→ **Task instructions**:
The required answer is each line in the entries below where "object" occurs.

→ **Materials provided**:

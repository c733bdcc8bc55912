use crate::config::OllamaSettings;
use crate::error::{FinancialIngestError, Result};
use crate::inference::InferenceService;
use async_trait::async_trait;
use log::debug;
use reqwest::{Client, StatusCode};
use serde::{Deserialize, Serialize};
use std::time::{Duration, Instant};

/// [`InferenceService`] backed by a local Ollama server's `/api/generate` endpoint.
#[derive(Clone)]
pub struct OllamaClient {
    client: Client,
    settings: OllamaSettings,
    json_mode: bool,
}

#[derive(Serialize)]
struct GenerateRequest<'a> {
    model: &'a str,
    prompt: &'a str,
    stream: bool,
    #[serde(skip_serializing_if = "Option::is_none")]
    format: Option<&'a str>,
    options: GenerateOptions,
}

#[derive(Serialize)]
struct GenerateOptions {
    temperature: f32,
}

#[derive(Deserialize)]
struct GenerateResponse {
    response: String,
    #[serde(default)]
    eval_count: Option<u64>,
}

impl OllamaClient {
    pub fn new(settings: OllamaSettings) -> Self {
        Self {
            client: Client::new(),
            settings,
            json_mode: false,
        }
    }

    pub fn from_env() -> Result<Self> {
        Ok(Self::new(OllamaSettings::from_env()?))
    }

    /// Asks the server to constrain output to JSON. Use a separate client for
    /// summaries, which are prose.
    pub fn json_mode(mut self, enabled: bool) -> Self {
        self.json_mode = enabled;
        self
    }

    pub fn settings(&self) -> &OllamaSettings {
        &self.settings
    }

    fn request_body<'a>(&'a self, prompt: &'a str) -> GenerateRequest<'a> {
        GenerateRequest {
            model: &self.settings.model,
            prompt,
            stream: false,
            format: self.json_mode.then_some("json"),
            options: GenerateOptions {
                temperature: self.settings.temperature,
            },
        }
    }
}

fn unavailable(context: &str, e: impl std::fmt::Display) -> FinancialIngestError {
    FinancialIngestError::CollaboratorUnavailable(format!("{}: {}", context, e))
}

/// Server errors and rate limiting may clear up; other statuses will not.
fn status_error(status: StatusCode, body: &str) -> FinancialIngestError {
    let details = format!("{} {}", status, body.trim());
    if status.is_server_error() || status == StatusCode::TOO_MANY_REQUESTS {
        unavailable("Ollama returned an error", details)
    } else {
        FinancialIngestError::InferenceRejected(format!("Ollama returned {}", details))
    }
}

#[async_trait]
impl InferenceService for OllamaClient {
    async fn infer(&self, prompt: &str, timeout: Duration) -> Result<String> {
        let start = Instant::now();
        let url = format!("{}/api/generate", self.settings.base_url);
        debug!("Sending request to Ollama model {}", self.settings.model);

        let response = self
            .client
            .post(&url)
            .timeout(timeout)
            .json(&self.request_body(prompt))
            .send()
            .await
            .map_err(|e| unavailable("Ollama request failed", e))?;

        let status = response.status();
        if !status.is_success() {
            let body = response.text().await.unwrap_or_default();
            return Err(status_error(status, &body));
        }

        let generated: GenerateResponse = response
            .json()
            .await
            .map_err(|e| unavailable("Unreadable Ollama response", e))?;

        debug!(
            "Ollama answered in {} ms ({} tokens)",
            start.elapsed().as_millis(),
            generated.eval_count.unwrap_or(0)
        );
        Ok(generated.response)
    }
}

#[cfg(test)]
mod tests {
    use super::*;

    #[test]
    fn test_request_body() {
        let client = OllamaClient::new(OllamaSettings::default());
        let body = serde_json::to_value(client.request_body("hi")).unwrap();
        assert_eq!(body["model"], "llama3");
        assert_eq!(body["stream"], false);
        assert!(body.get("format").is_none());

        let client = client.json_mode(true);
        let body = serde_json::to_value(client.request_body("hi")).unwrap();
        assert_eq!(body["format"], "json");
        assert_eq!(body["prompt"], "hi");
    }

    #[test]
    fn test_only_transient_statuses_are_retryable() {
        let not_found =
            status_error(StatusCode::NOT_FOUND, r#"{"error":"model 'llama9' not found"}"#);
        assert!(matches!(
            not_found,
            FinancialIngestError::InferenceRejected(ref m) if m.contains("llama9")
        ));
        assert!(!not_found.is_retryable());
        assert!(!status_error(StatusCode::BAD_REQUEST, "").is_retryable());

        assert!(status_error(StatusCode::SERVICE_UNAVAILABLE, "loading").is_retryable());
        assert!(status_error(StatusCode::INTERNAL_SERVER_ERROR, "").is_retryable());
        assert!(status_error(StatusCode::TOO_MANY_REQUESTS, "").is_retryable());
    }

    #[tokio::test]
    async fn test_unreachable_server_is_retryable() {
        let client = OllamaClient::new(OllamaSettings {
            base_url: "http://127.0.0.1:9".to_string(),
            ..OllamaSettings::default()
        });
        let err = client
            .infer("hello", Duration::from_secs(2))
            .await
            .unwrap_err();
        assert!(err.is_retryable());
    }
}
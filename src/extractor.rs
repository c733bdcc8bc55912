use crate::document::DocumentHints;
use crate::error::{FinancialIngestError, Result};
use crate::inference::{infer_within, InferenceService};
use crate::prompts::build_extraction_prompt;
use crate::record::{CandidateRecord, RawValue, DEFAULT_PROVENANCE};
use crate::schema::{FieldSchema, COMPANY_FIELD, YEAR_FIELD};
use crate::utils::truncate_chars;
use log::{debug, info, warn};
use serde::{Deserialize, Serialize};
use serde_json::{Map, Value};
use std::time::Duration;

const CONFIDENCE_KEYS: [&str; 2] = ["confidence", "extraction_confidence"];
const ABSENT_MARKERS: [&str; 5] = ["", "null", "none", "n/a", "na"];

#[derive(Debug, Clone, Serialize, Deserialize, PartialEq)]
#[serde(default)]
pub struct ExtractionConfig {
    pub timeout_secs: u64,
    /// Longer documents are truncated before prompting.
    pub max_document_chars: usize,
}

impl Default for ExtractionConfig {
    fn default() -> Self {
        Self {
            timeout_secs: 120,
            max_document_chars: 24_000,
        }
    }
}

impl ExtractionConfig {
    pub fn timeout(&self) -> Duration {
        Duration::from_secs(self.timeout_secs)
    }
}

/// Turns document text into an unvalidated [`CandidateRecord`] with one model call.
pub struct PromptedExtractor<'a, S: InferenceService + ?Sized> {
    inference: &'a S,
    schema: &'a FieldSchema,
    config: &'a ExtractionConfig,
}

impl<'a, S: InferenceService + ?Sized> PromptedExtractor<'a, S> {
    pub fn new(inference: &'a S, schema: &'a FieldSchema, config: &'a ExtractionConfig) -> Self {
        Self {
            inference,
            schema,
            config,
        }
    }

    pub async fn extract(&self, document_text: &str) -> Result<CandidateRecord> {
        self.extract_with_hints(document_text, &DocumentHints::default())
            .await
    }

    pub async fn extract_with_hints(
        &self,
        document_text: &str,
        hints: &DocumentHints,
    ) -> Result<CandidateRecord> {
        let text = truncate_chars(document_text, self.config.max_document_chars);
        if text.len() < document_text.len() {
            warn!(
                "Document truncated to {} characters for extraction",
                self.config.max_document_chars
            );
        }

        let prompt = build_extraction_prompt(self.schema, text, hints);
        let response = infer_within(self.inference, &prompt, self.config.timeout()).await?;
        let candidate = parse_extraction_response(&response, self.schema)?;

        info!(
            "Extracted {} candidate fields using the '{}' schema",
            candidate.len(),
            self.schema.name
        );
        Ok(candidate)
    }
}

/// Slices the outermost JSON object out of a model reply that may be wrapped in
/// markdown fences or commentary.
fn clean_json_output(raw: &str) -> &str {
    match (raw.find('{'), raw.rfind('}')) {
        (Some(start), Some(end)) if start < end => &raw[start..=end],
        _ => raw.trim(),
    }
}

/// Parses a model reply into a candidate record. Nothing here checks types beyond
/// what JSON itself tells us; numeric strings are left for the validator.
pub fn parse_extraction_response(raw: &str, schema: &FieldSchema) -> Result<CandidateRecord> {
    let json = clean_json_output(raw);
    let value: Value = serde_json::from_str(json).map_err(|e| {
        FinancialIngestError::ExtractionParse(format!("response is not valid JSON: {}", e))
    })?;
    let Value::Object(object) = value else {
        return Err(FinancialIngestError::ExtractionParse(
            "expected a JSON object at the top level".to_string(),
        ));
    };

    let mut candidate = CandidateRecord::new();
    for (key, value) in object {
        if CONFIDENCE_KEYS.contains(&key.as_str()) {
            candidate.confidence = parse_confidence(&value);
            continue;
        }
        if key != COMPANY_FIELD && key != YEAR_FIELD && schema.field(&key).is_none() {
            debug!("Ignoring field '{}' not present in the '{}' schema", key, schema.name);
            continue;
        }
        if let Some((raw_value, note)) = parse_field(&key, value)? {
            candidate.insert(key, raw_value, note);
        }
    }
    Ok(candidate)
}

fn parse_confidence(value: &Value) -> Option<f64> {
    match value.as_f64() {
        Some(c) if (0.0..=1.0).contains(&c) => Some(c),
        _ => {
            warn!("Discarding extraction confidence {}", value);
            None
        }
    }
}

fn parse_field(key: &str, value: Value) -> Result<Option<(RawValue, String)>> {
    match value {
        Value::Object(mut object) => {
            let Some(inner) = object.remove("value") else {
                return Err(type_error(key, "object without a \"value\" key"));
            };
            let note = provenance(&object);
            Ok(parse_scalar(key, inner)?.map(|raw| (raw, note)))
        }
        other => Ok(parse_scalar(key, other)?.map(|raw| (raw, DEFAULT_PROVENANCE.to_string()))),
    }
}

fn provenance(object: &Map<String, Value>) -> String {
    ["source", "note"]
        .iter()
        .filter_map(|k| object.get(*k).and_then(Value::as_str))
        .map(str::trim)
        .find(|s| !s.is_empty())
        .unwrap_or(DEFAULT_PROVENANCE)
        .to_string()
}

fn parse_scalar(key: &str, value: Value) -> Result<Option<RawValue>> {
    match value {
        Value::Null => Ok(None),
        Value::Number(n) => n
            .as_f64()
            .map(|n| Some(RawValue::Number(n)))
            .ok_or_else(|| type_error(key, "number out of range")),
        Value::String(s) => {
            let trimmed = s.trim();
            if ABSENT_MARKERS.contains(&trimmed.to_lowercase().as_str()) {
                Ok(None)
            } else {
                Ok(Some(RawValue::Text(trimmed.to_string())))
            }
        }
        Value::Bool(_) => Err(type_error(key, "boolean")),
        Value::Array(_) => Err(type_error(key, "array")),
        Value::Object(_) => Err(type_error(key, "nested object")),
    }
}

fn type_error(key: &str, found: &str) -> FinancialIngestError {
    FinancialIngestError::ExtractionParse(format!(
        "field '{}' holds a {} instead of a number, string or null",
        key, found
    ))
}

→ **Your response**:
/// Slices the outermost JSON object out of a model reply that may be wrapped in
    let Value::Object(object) = value else {
            "expected a JSON object at the top level".to_string(),
    for (key, value) in object {
        Value::Object(mut object) => {
            let Some(inner) = object.remove("value") else {
                return Err(type_error(key, "object without a \"value\" key"));
            let note = provenance(&object);
fn provenance(object: &Map<String, Value>) -> String {
        .filter_map(|k| object.get(*k).and_then(Value::as_str))
        Value::Object(_) => Err(type_error(key, "nested object")),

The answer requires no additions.